PROVIDED INFORMATION:
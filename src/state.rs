use crate::dto::{CreateIncident, Incident, Severity, Status, UpdateIncident};
use std::cell::Cell;
use std::rc::Rc;

/// Fixed server page size for the list view.
pub const PAGE_SIZE: u32 = 5;

/// Status dimension of the list filter: everything, or one lifecycle stage.
#[derive(Clone, Copy, Debug, Default, PartialEq, Eq)]
pub enum StatusFilter {
    #[default]
    All,
    Only(Status),
}

impl StatusFilter {
    /// Parses a `<select>` value; anything unrecognized means "all".
    pub fn from_value(value: &str) -> StatusFilter {
        match Status::parse(value) {
            Some(status) => StatusFilter::Only(status),
            None => StatusFilter::All,
        }
    }

    pub fn value(&self) -> &'static str {
        match self {
            StatusFilter::All => "all",
            StatusFilter::Only(status) => status.as_str(),
        }
    }
}

/// Server-side portion of the list view's query state. The free-text search
/// lives outside: it is applied client-side and never sent to the backend.
#[derive(Clone, Debug, PartialEq, Eq)]
pub struct ListQuery {
    pub page: u32,
    pub severities: Vec<Severity>,
    pub status: StatusFilter,
}

impl Default for ListQuery {
    fn default() -> Self {
        ListQuery {
            page: 1,
            severities: vec![Severity::Sev1],
            status: StatusFilter::All,
        }
    }
}

impl ListQuery {
    /// Adds the severity if absent, removes it if present. Any change to the
    /// filter set restarts pagination from the first page.
    pub fn toggle_severity(&mut self, severity: Severity) {
        if let Some(pos) = self.severities.iter().position(|s| *s == severity) {
            self.severities.remove(pos);
        } else {
            self.severities.push(severity);
        }
        self.page = 1;
    }

    pub fn set_status(&mut self, status: StatusFilter) {
        self.status = status;
        self.page = 1;
    }

    pub fn set_page(&mut self, page: u32) {
        self.page = page.max(1);
    }

    pub fn has_severity(&self, severity: Severity) -> bool {
        self.severities.contains(&severity)
    }

    /// Builds the query string for `GET /incidents`. Severity is a
    /// comma-joined list, omitted when nothing is selected; status is omitted
    /// when not filtering.
    pub fn to_query_string(&self) -> String {
        let mut query = format!("page={}&limit={}", self.page, PAGE_SIZE);
        if !self.severities.is_empty() {
            let csv: Vec<&str> = self.severities.iter().map(|s| s.as_str()).collect();
            query.push_str("&severity=");
            query.push_str(&csv.join(","));
        }
        if let StatusFilter::Only(status) = self.status {
            query.push_str("&status=");
            query.push_str(status.as_str());
        }
        query
    }
}

/// Case-insensitive substring match over titles. Applies to the current page
/// only; the search term is never forwarded to the server, so matches on
/// other pages are not found. Known limitation.
pub fn filter_by_title(incidents: &[Incident], search: &str) -> Vec<Incident> {
    let needle = search.trim().to_lowercase();
    if needle.is_empty() {
        return incidents.to_vec();
    }
    incidents
        .iter()
        .filter(|inc| inc.title.to_lowercase().contains(&needle))
        .cloned()
        .collect()
}

/// Page-jump buttons derived from the reported page count.
pub fn page_numbers(total_pages: u32) -> Vec<u32> {
    (1..=total_pages.max(1)).collect()
}

/// Per-view fetch generation counter. Every state change that triggers a
/// refetch stamps the new request with a ticket; a response whose ticket is
/// no longer current must be discarded, so a slow early response can never
/// overwrite the result of a later one.
#[derive(Clone, Default)]
pub struct RequestSequence {
    current: Rc<Cell<u64>>,
}

pub struct RequestTicket {
    seq: u64,
    current: Rc<Cell<u64>>,
}

impl RequestSequence {
    /// Supersedes any outstanding ticket and issues the next one.
    pub fn begin(&self) -> RequestTicket {
        let next = self.current.get() + 1;
        self.current.set(next);
        RequestTicket {
            seq: next,
            current: Rc::clone(&self.current),
        }
    }

    /// Invalidates all outstanding tickets without issuing a new one. Used on
    /// view teardown.
    pub fn invalidate(&self) {
        self.current.set(self.current.get() + 1);
    }
}

impl RequestTicket {
    pub fn is_current(&self) -> bool {
        self.current.get() == self.seq
    }
}

/// Draft held by the creation form. Everything starts empty except severity,
/// which the radio group pre-selects.
#[derive(Clone, Debug, PartialEq, Eq)]
pub struct CreateDraft {
    pub title: String,
    pub service: String,
    pub severity: Severity,
    pub status: String,
    pub owner: String,
    pub summary: String,
}

impl Default for CreateDraft {
    fn default() -> Self {
        CreateDraft {
            title: String::new(),
            service: String::new(),
            severity: Severity::Sev1,
            status: String::new(),
            owner: String::new(),
            summary: String::new(),
        }
    }
}

impl CreateDraft {
    pub fn to_request(&self) -> CreateIncident {
        CreateIncident {
            title: self.title.clone(),
            service: self.service.clone(),
            severity: self.severity,
            status: self.status.clone(),
            owner: self.owner.clone(),
            summary: self.summary.clone(),
        }
    }
}

/// Draft held by the detail form. `service` and `occurred_at` are display
/// only and never sent back.
#[derive(Clone, Debug, Default, PartialEq, Eq)]
pub struct DetailDraft {
    pub title: String,
    pub service: String,
    pub severity: Severity,
    pub status: Status,
    pub assigned_to: String,
    pub occurred_at: String,
    pub summary: String,
}

impl DetailDraft {
    /// Maps a server record into the editable draft. The caller supplies the
    /// date formatter so the browser locale rendering stays at the edge.
    pub fn from_incident(inc: &Incident, format_date: impl Fn(&str) -> String) -> Self {
        DetailDraft {
            title: inc.title.clone(),
            service: inc.service.map(|s| s.as_str().to_string()).unwrap_or_default(),
            severity: inc.severity,
            status: inc.status,
            assigned_to: inc.owner.clone().unwrap_or_default(),
            occurred_at: inc.created_at.as_deref().map(format_date).unwrap_or_default(),
            summary: inc.summary.clone().unwrap_or_default(),
        }
    }

    pub fn to_update(&self) -> UpdateIncident {
        UpdateIncident {
            title: self.title.clone(),
            severity: self.severity,
            status: self.status,
            owner: none_if_empty(&self.assigned_to),
            summary: none_if_empty(&self.summary),
        }
    }
}

fn none_if_empty(value: &str) -> Option<String> {
    if value.is_empty() {
        None
    } else {
        Some(value.to_string())
    }
}

#[cfg(test)]
mod tests {
    use super::*;

    fn incident(title: &str) -> Incident {
        Incident {
            id: title.to_lowercase().replace(' ', "-"),
            title: title.to_string(),
            ..Incident::default()
        }
    }

    #[test]
    fn toggle_adds_and_removes_and_resets_page() {
        let mut query = ListQuery::default();
        query.set_page(4);
        query.toggle_severity(Severity::Sev2);
        assert!(query.has_severity(Severity::Sev1));
        assert!(query.has_severity(Severity::Sev2));
        assert_eq!(query.page, 1);

        query.set_page(3);
        query.toggle_severity(Severity::Sev1);
        assert!(!query.has_severity(Severity::Sev1));
        assert_eq!(query.page, 1);
    }

    #[test]
    fn status_change_resets_page() {
        let mut query = ListQuery::default();
        query.set_page(7);
        query.set_status(StatusFilter::Only(Status::Resolved));
        assert_eq!(query.page, 1);
        assert_eq!(query.status, StatusFilter::Only(Status::Resolved));
    }

    #[test]
    fn query_string_joins_severities_and_includes_status() {
        let mut query = ListQuery::default();
        query.toggle_severity(Severity::Sev2);
        query.set_status(StatusFilter::Only(Status::Open));
        assert_eq!(
            query.to_query_string(),
            "page=1&limit=5&severity=SEV1,SEV2&status=Open"
        );
    }

    #[test]
    fn query_string_omits_empty_dimensions() {
        let mut query = ListQuery::default();
        query.toggle_severity(Severity::Sev1);
        query.set_page(2);
        assert_eq!(query.to_query_string(), "page=2&limit=5");
    }

    #[test]
    fn status_filter_parses_select_values() {
        assert_eq!(StatusFilter::from_value("all"), StatusFilter::All);
        assert_eq!(
            StatusFilter::from_value("Mitigated"),
            StatusFilter::Only(Status::Mitigated)
        );
        assert_eq!(StatusFilter::from_value("bogus"), StatusFilter::All);
    }

    #[test]
    fn title_filter_is_case_insensitive() {
        let page = vec![incident("DB down"), incident("Auth fail")];
        let hits = filter_by_title(&page, "db");
        assert_eq!(hits.len(), 1);
        assert_eq!(hits[0].title, "DB down");
    }

    #[test]
    fn blank_search_keeps_everything() {
        let page = vec![incident("DB down"), incident("Auth fail")];
        assert_eq!(filter_by_title(&page, "").len(), 2);
        assert_eq!(filter_by_title(&page, "   ").len(), 2);
    }

    #[test]
    fn page_numbers_derive_from_total() {
        assert_eq!(page_numbers(4), vec![1, 2, 3, 4]);
        assert_eq!(page_numbers(1), vec![1]);
        assert_eq!(page_numbers(0), vec![1]);
    }

    #[test]
    fn newer_ticket_supersedes_older() {
        let seq = RequestSequence::default();
        let first = seq.begin();
        assert!(first.is_current());
        let second = seq.begin();
        assert!(!first.is_current());
        assert!(second.is_current());
    }

    #[test]
    fn invalidate_discards_all_tickets() {
        let seq = RequestSequence::default();
        let ticket = seq.begin();
        seq.invalidate();
        assert!(!ticket.is_current());
    }

    #[test]
    fn detail_draft_maps_owner_and_defaults() {
        let inc: Incident = serde_json::from_str(
            r#"{"id":"i1","title":"Checkout latency","service":"Payments",
                "severity":"SEV2","status":"Mitigated","owner":"alice",
                "createdAt":"2024-01-05T00:00:00Z"}"#,
        )
        .unwrap();
        let draft = DetailDraft::from_incident(&inc, |iso| format!("local({iso})"));
        assert_eq!(draft.assigned_to, "alice");
        assert_eq!(draft.occurred_at, "local(2024-01-05T00:00:00Z)");
        assert_eq!(draft.service, "Payments");
        assert_eq!(draft.summary, "");

        let bare: Incident = serde_json::from_str(r#"{"id":"i2"}"#).unwrap();
        let draft = DetailDraft::from_incident(&bare, |_| unreachable!());
        assert_eq!(draft.severity, Severity::Sev1);
        assert_eq!(draft.status, Status::Open);
        assert_eq!(draft.occurred_at, "");
    }

    #[test]
    fn detail_update_preserves_untouched_owner_and_nulls_empty() {
        let mut draft = DetailDraft {
            assigned_to: "alice".into(),
            ..DetailDraft::default()
        };
        assert_eq!(draft.to_update().owner.as_deref(), Some("alice"));
        assert!(draft.to_update().summary.is_none());

        draft.assigned_to.clear();
        draft.summary = "postmortem pending".into();
        let update = draft.to_update();
        assert!(update.owner.is_none());
        assert_eq!(update.summary.as_deref(), Some("postmortem pending"));
    }

    #[test]
    fn create_draft_submits_all_fields_verbatim() {
        let draft = CreateDraft {
            title: "X".into(),
            service: "Auth".into(),
            severity: Severity::Sev2,
            status: "Open".into(),
            summary: "desc".into(),
            ..CreateDraft::default()
        };
        let req = draft.to_request();
        assert_eq!(req.title, "X");
        assert_eq!(req.service, "Auth");
        assert_eq!(req.severity, Severity::Sev2);
        assert_eq!(req.owner, "");
    }
}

TASK DIRECTIONS:
Where a line of the records contains the word "into", copy that line.

WRITTEN ANSWER:
    /// Maps a server record into the editable draft. The caller supplies the
            assigned_to: "alice".into(),
        draft.summary = "postmortem pending".into();
            title: "X".into(),
            service: "Auth".into(),
            status: "Open".into(),
            summary: "desc".into(),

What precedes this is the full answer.